Understanding Merge Sort
Merge sort has a running time of O(n log n). It falls into the divide-and-conquer type of algorithms, which makes it much more efficient than algorithms such as selection and insertion sort (and of course bubble sort, which is the slowest of them all).
The idea behind merge sort is this: take a list, divide that list into two halves, and keep dividing each half until we end up with subarrays of length 1 representing the left side of the list and the right side of the list.
We then send these subarrays to another function that will merge them and return the result. Since we are always merging two subarrays that are already sorted, merging these together can be done by comparing elements in each subarray at a specific index and choosing the smallest value between the two.
So to implement merge sort, we need to write two different functions. One I’ll call merge_sort, which will divide our list into a right subarray and left subarray recursively. Another I’ll call merge, which will take two sorted subarrays and merge them together.
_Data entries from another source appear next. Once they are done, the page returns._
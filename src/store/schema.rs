//! SQLite schema definition

/// SQL schema for the canonical store
pub const SCHEMA_SQL: &str = r#"
-- Teams
CREATE TABLE IF NOT EXISTS teams (
    id TEXT PRIMARY KEY,
    name TEXT NOT NULL,
    tag TEXT,
    region TEXT,
    logo_url TEXT,
    version INTEGER NOT NULL DEFAULT 1,
    content_hash TEXT NOT NULL,
    created_at TEXT NOT NULL,
    updated_at TEXT NOT NULL
);

-- Players
CREATE TABLE IF NOT EXISTS players (
    id TEXT PRIMARY KEY,
    name TEXT NOT NULL,
    real_name TEXT,
    nation TEXT,
    team_id TEXT REFERENCES teams(id),
    version INTEGER NOT NULL DEFAULT 1,
    content_hash TEXT NOT NULL,
    created_at TEXT NOT NULL,
    updated_at TEXT NOT NULL
);

-- Matches: one series between two teams
CREATE TABLE IF NOT EXISTS matches (
    id TEXT PRIMARY KEY,
    status TEXT,
    event_name TEXT,
    series_name TEXT,
    scheduled_at TEXT,
    patch TEXT,
    team1_id TEXT REFERENCES teams(id),
    team2_id TEXT REFERENCES teams(id),
    team1_score INTEGER,
    team2_score INTEGER,
    url TEXT,
    version INTEGER NOT NULL DEFAULT 1,
    content_hash TEXT NOT NULL,
    created_at TEXT NOT NULL,
    updated_at TEXT NOT NULL
);

-- Games: individual maps within a match
CREATE TABLE IF NOT EXISTS games (
    id TEXT PRIMARY KEY,
    match_id TEXT NOT NULL REFERENCES matches(id),
    ordinal INTEGER,
    map_name TEXT,
    team1_score INTEGER,
    team2_score INTEGER,
    picked_by TEXT REFERENCES teams(id),
    duration TEXT,
    version INTEGER NOT NULL DEFAULT 1,
    content_hash TEXT NOT NULL,
    created_at TEXT NOT NULL,
    updated_at TEXT NOT NULL
);

-- Stat lines: one player's performance in one game
CREATE TABLE IF NOT EXISTS stat_lines (
    id TEXT PRIMARY KEY,
    game_id TEXT NOT NULL REFERENCES games(id),
    player_id TEXT NOT NULL REFERENCES players(id),
    team_id TEXT REFERENCES teams(id),
    agent TEXT,
    rating REAL,
    acs REAL,
    kills INTEGER,
    deaths INTEGER,
    assists INTEGER,
    kd_diff INTEGER,
    kast REAL,
    adr REAL,
    hs_pct REAL,
    first_kills INTEGER,
    first_deaths INTEGER,
    fk_diff INTEGER,
    version INTEGER NOT NULL DEFAULT 1,
    content_hash TEXT NOT NULL,
    created_at TEXT NOT NULL,
    updated_at TEXT NOT NULL
);

-- Provenance: which fetch last set each field
CREATE TABLE IF NOT EXISTS provenance (
    entity_id TEXT NOT NULL,
    field TEXT NOT NULL,
    source TEXT NOT NULL,
    fetched_at TEXT NOT NULL,
    snapshot_id TEXT,
    PRIMARY KEY (entity_id, field)
);

-- External ids: source-local references mapped to canonical ids
CREATE TABLE IF NOT EXISTS external_ids (
    source TEXT NOT NULL,
    kind TEXT NOT NULL,
    external_ref TEXT NOT NULL,
    entity_id TEXT NOT NULL,
    created_at TEXT NOT NULL,
    PRIMARY KEY (source, kind, external_ref)
);

-- Raw snapshots: content-addressed page captures
CREATE TABLE IF NOT EXISTS raw_snapshots (
    id TEXT PRIMARY KEY,
    source TEXT NOT NULL,
    url TEXT NOT NULL,
    fetched_at TEXT NOT NULL,
    content_hash TEXT NOT NULL,
    path TEXT NOT NULL
);

-- Orphaned records: candidates whose references never resolved
CREATE TABLE IF NOT EXISTS orphaned_records (
    id TEXT PRIMARY KEY,
    source TEXT NOT NULL,
    kind TEXT NOT NULL,
    external_ref TEXT NOT NULL,
    missing_json TEXT NOT NULL,
    record_json TEXT NOT NULL,
    attempts INTEGER NOT NULL,
    created_at TEXT NOT NULL
);

-- Indexes for performance
CREATE INDEX IF NOT EXISTS idx_teams_name ON teams(lower(name));
CREATE INDEX IF NOT EXISTS idx_players_name ON players(lower(name));
CREATE INDEX IF NOT EXISTS idx_matches_scheduled ON matches(scheduled_at);
CREATE INDEX IF NOT EXISTS idx_matches_status ON matches(status);
CREATE INDEX IF NOT EXISTS idx_games_match ON games(match_id);
CREATE INDEX IF NOT EXISTS idx_stat_lines_game ON stat_lines(game_id);
CREATE INDEX IF NOT EXISTS idx_stat_lines_player ON stat_lines(player_id);
CREATE INDEX IF NOT EXISTS idx_external_ids_entity ON external_ids(entity_id);
CREATE INDEX IF NOT EXISTS idx_snapshots_hash ON raw_snapshots(content_hash);
"#;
There are multiple ways to do this, but it’s important to note that the merge function can be done in a recursive or non-recursive manner.
Here’s how this looks in Ruby:
First, let’s look at the merge_sort function:
- It takes an array as argument.
- If the length of the array is 1 or 0, return it since it’s already sorted. This is our base case scenario that will end the recursive calls to merge_sort.
- Find the middle point of the array by dividing its length by two. Since we are dividing by an integer and not a decimal number, the answer will automatically round down to the nearest value.
- Recursively call merge_sort on both the left subarray and the right subarray.
- We end by calling merge on the resulting left and right subarrays.
Now, the merge function: Both the recursive and non-recursive implementation accomplish the same thing.
Let’s take a look at the non-recursive version first:
- It takes two arguments, an array representing the left side of the list and another array representing the right side of the list.
- We define an empty array called sorted.
- While none of the subarrays are empty, compare their first elements.
- If the first element in the left array is smaller, take it out of the left array using shift and push it into the sorted array. If the opposite is true, we take out the first element of the right subarray and push it into the sorted array.
- Once we exit the loop, we take our sorted array and concatenate it to the remaining elements in either the left or right array.
To understand clearly how the concatenation works and why we need it, remember that we exited the loop because one of the arrays was empty. That means that at least one element remains in one of the subarrays.
By concatenating, we take whatever elements are left and add them to the end of our sorted array. The empty array just gets ignored in the concatenation process.
That’s why it doesn’t matter whether you choose to concatenate the right side first or the left side first. One of these sides is empty, so it will just be ignored.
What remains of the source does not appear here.